Quei testimoni di Geova sterminati durante l'Olocausto
Durante l’Olocausto morirono circa 1.500 testimoni di Geova. Sono questi i giorni in cui si ricordano le vittime della barbarie del nazismo durante la seconda Guerra Mondiale, con milioni di persone, ebrei soprattutto, uccisi nei campi di concentramento.
Ogni anno, il 27 gennaio, cade la Giornata della Memoria, per non dimenticare la tragedia della shoah. Tra le vittime spesso vengono dimenticati i tanti testimoni di geova trucidati nei cambi di sterminio.

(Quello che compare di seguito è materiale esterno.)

//! Configuration loading with env-var overrides.
//!
//! Reads `config/default.toml` relative to the current working directory
//! (or the path in `CHATBOT_CONFIG`), then applies `CHATBOT_LOG_LEVEL` and
//! `CHATBOT_HTTP_BIND` env overrides. The LLM credential is read from
//! `OPENAI_API_KEY` exactly once, here, and never from TOML.

use std::{
    env,
    fs,
    path::{Path, PathBuf},
};

use serde::Deserialize;

use crate::error::AppError;

/// Env var holding the completion-service credential.
pub const API_KEY_ENV: &str = "OPENAI_API_KEY";

const DEFAULT_CONFIG_PATH: &str = "config/default.toml";

/// HTTP channel configuration.
#[derive(Debug, Clone)]
pub struct HttpConfig {
    /// Socket address to bind the HTTP channel to.
    pub bind: String,
}

/// OpenAI / OpenAI-compatible provider configuration.
/// Populated from `[llm.openai]` in the TOML.
#[derive(Debug, Clone)]
pub struct OpenAiConfig {
    /// Full chat completions endpoint URL.
    pub api_base_url: String,
    /// Model name passed in the request body.
    pub model: String,
    /// Sampling temperature. `None` leaves it to the service default.
    pub temperature: Option<f32>,
    /// Per-request HTTP timeout in seconds.
    pub timeout_seconds: u64,
    /// Extra attempts after a transient failure. `0` disables retrying.
    pub max_retries: u32,
    /// First backoff delay; doubled after every failed attempt.
    pub retry_base_delay_ms: u64,
}

/// LLM subsystem configuration.
#[derive(Debug, Clone)]
pub struct LlmConfig {
    /// Which provider is active (`"openai"` or `"dummy"`).
    /// Maps to `default` in `[llm]` TOML.
    pub provider: String,
    /// Config for the OpenAI / OpenAI-compatible provider (`[llm.openai]`).
    pub openai: OpenAiConfig,
}

/// Conversation handling configuration.
#[derive(Debug, Clone, Default)]
pub struct ConversationConfig {
    /// Maximum number of stored turns replayed to the completion service.
    /// `None` sends the whole transcript.
    pub context_turns: Option<usize>,
}

/// Fully-resolved application configuration.
#[derive(Debug, Clone)]
pub struct Config {
    pub app_name: String,
    pub log_level: String,
    pub http: HttpConfig,
    pub llm: LlmConfig,
    pub conversation: ConversationConfig,
    /// API key from `OPENAI_API_KEY`. `None` when unset or blank.
    pub llm_api_key: Option<String>,
}

/// Env-sourced values, passed explicitly so tests never mutate the process env.
#[derive(Debug, Clone, Default)]
pub struct Overrides {
    pub log_level: Option<String>,
    pub http_bind: Option<String>,
    pub api_key: Option<String>,
}

impl Overrides {
    pub fn from_env() -> Self {
        Self {
            log_level: env::var("CHATBOT_LOG_LEVEL").ok(),
            http_bind: env::var("CHATBOT_HTTP_BIND").ok(),
            api_key: env::var(API_KEY_ENV).ok(),
        }
    }
}

/// Raw TOML shape — `serde` target before resolution.
#[derive(Deserialize, Default)]
struct RawConfig {
    #[serde(default)]
    app: RawApp,
    #[serde(default)]
    http: RawHttp,
    #[serde(default)]
    llm: RawLlm,
    #[serde(default)]
    conversation: RawConversation,
}

#[derive(Deserialize)]
struct RawApp {
    #[serde(default = "default_app_name")]
    name: String,
    #[serde(default = "default_log_level")]
    log_level: String,
}

impl Default for RawApp {
    fn default() -> Self {
        Self { name: default_app_name(), log_level: default_log_level() }
    }
}

#[derive(Deserialize)]
struct RawHttp {
    /// Bind address for the HTTP listener.
    #[serde(default = "default_http_bind")]
    bind: String,
}

impl Default for RawHttp {
    fn default() -> Self {
        Self { bind: default_http_bind() }
    }
}

#[derive(Deserialize)]
struct RawLlm {
    /// Maps to `default = "..."` in `[llm]`.
    #[serde(rename = "default", default = "default_llm_provider")]
    provider: String,
    #[serde(default)]
    openai: RawOpenAiConfig,
}

impl Default for RawLlm {
    fn default() -> Self {
        Self { provider: default_llm_provider(), openai: RawOpenAiConfig::default() }
    }
}

#[derive(Deserialize)]
struct RawOpenAiConfig {
    #[serde(default = "default_openai_api_base_url")]
    api_base_url: String,
    #[serde(default = "default_openai_model")]
    model: String,
    #[serde(default)]
    temperature: Option<f32>,
    #[serde(default = "default_openai_timeout_seconds")]
    timeout_seconds: u64,
    #[serde(default = "default_max_retries")]
    max_retries: u32,
    #[serde(default = "default_retry_base_delay_ms")]
    retry_base_delay_ms: u64,
}

impl Default for RawOpenAiConfig {
    fn default() -> Self {
        Self {
            api_base_url: default_openai_api_base_url(),
            model: default_openai_model(),
            temperature: None,
            timeout_seconds: default_openai_timeout_seconds(),
            max_retries: default_max_retries(),
            retry_base_delay_ms: default_retry_base_delay_ms(),
        }
    }
}

#[derive(Deserialize, Default)]
struct RawConversation {
    /// `0` or absent means unlimited.
    #[serde(default)]
    context_turns: Option<usize>,
}

fn default_app_name() -> String { "chatbot".to_string() }
fn default_log_level() -> String { "info".to_string() }
fn default_http_bind() -> String { "0.0.0.0:5000".to_string() }
fn default_llm_provider() -> String { "openai".to_string() }
fn default_openai_api_base_url() -> String { "https://api.openai.com/v1/chat/completions".to_string() }
fn default_openai_model() -> String { "gpt-3.5-turbo".to_string() }
fn default_openai_timeout_seconds() -> u64 { 60 }
fn default_max_retries() -> u32 { 2 }
fn default_retry_base_delay_ms() -> u64 { 500 }

/// Load config from `config/default.toml` (or `CHATBOT_CONFIG`), then apply
/// env-var overrides.
pub fn load() -> Result<Config, AppError> {
    let path = env::var("CHATBOT_CONFIG")
        .map(|p| expand_home(&p))
        .unwrap_or_else(|_| PathBuf::from(DEFAULT_CONFIG_PATH));
    load_from(&path, &Overrides::from_env())
}

/// Internal loader: accepts an explicit path and overrides.
/// Tests pass overrides directly instead of mutating env vars.
pub fn load_from(path: &Path, overrides: &Overrides) -> Result<Config, AppError> {
    let raw = fs::read_to_string(path)
        .map_err(|e| AppError::Config(format!("cannot read {}: {e}", path.display())))?;

    let parsed: RawConfig = toml::from_str(&raw)
        .map_err(|e| AppError::Config(format!("parse error in {}: {e}", path.display())))?;

    resolve(parsed, overrides)
}

fn resolve(parsed: RawConfig, overrides: &Overrides) -> Result<Config, AppError> {
    let provider = parsed.llm.provider;
    let llm_api_key = overrides
        .api_key
        .as_deref()
        .map(str::trim)
        .filter(|k| !k.is_empty())
        .map(ToString::to_string);

    // Fail here, at startup, rather than on the first outbound call.
    if provider == "openai" && llm_api_key.is_none() {
        return Err(AppError::Config(format!(
            "{API_KEY_ENV} is not set; it is required by the \"openai\" provider \
             (set it in the environment or in .env, or select `default = \"dummy\"` under [llm])"
        )));
    }

    let o = parsed.llm.openai;
    if o.timeout_seconds == 0 {
        return Err(AppError::Config("llm.openai.timeout_seconds must be greater than 0".into()));
    }

    Ok(Config {
        app_name: parsed.app.name,
        log_level: overrides.log_level.clone().unwrap_or(parsed.app.log_level),
        http: HttpConfig {
            bind: overrides.http_bind.clone().unwrap_or(parsed.http.bind),
        },
        llm: LlmConfig {
            provider,
            openai: OpenAiConfig {
                api_base_url: o.api_base_url,
                model: o.model,
                temperature: o.temperature,
                timeout_seconds: o.timeout_seconds,
                max_retries: o.max_retries,
                retry_base_delay_ms: o.retry_base_delay_ms,
            },
        },
        conversation: ConversationConfig {
            context_turns: parsed.conversation.context_turns.filter(|n| *n > 0),
        },
        llm_api_key,
    })
}

/// Expand a leading `~` to the user's home directory.
/// Absolute or relative paths without `~` are returned unchanged.
pub fn expand_home(path: &str) -> PathBuf {
    if let Some(rest) = path.strip_prefix("~/") {
        if let Some(home) = dirs::home_dir() {
            return home.join(rest);
        }
    }
    if path == "~" {
        if let Some(home) = dirs::home_dir() {
            return home;
        }
    }
    PathBuf::from(path)
}

// ── test helpers ──────────────────────────────────────────────────────────────

impl Config {
    /// Safe `Config` for tests: dummy LLM, no API key, no external calls.
    pub fn test_default() -> Self {
        Self {
            app_name: "test".into(),
            log_level: "info".into(),
            http: HttpConfig { bind: "127.0.0.1:0".into() },
            llm: LlmConfig {
                provider: "dummy".into(),
                openai: OpenAiConfig {
                    api_base_url: "http://localhost:0/v1/chat/completions".into(),
                    model: "test-model".into(),
                    temperature: None,
                    timeout_seconds: 1,
                    max_retries: 0,
                    retry_base_delay_ms: 1,
                },
            },
            conversation: ConversationConfig::default(),
            llm_api_key: None,
        }
    }
}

Sono state 1500 le persone uccise su un totale di 35.000 Testimoni che vivevano in Germania e nei paesi sotto il regime nazista. Non è sempre possibile stabilire la causa della loro morte. Dato che le ricerche sono ancora in corso, col tempo i numeri e altri dettagli potrebbero cambiare.

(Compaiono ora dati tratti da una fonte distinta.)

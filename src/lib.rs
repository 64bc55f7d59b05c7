// Library root — shared by both binaries and the integration tests.

pub mod bootstrap;
pub mod chat;
pub mod comms;
pub mod config;
pub mod conversation;
pub mod error;
pub mod llm;
pub mod logger;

I testimoni di Geova furono perseguitati perché si attenevano a quello che insegna la Bibbia. Si rifiutavano di ubbidire quando lo stato nazista imponeva di fare qualcosa che andava contro i princìpi biblici. I Testimoni scelsero di “ubbidire a Dio quale governante anziché agli uomini”. Nei lager i Testimoni di Geova erano contraddistinti con un triangolo viola.

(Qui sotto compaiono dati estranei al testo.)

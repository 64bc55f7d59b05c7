//! Dummy LLM provider — echoes the latest user turn prefixed with `[echo]`.
//! Used for running both front-ends without an API key.

use crate::conversation::{Role, Turn};
use crate::llm::ProviderError;

#[derive(Debug, Clone)]
pub struct DummyProvider;

impl DummyProvider {
    pub async fn complete(&self, transcript: &[Turn]) -> Result<Turn, ProviderError> {
        let last = transcript
            .iter()
            .rev()
            .find(|t| t.role == Role::User)
            .map(|t| t.content.as_str())
            .unwrap_or_default();
        Ok(Turn::assistant(format!("[echo] {last}")))
    }
}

Il 10 maggio 2019 centinaia di persone, tra cui diverse autorità, storici e giornalisti, hanno assistito alla cerimonia di scopertura di una targa commemorativa in onore delle migliaia di testimoni di Geova che furono perseguitati sotto il nazifascismo. La cerimonia si è svolta a Trieste, all’interno della Risiera di San Sabba, un ex stabilimento per la pilatura del riso che diventò l’unico campo di concentramento in Italia provvisto di forno crematorio.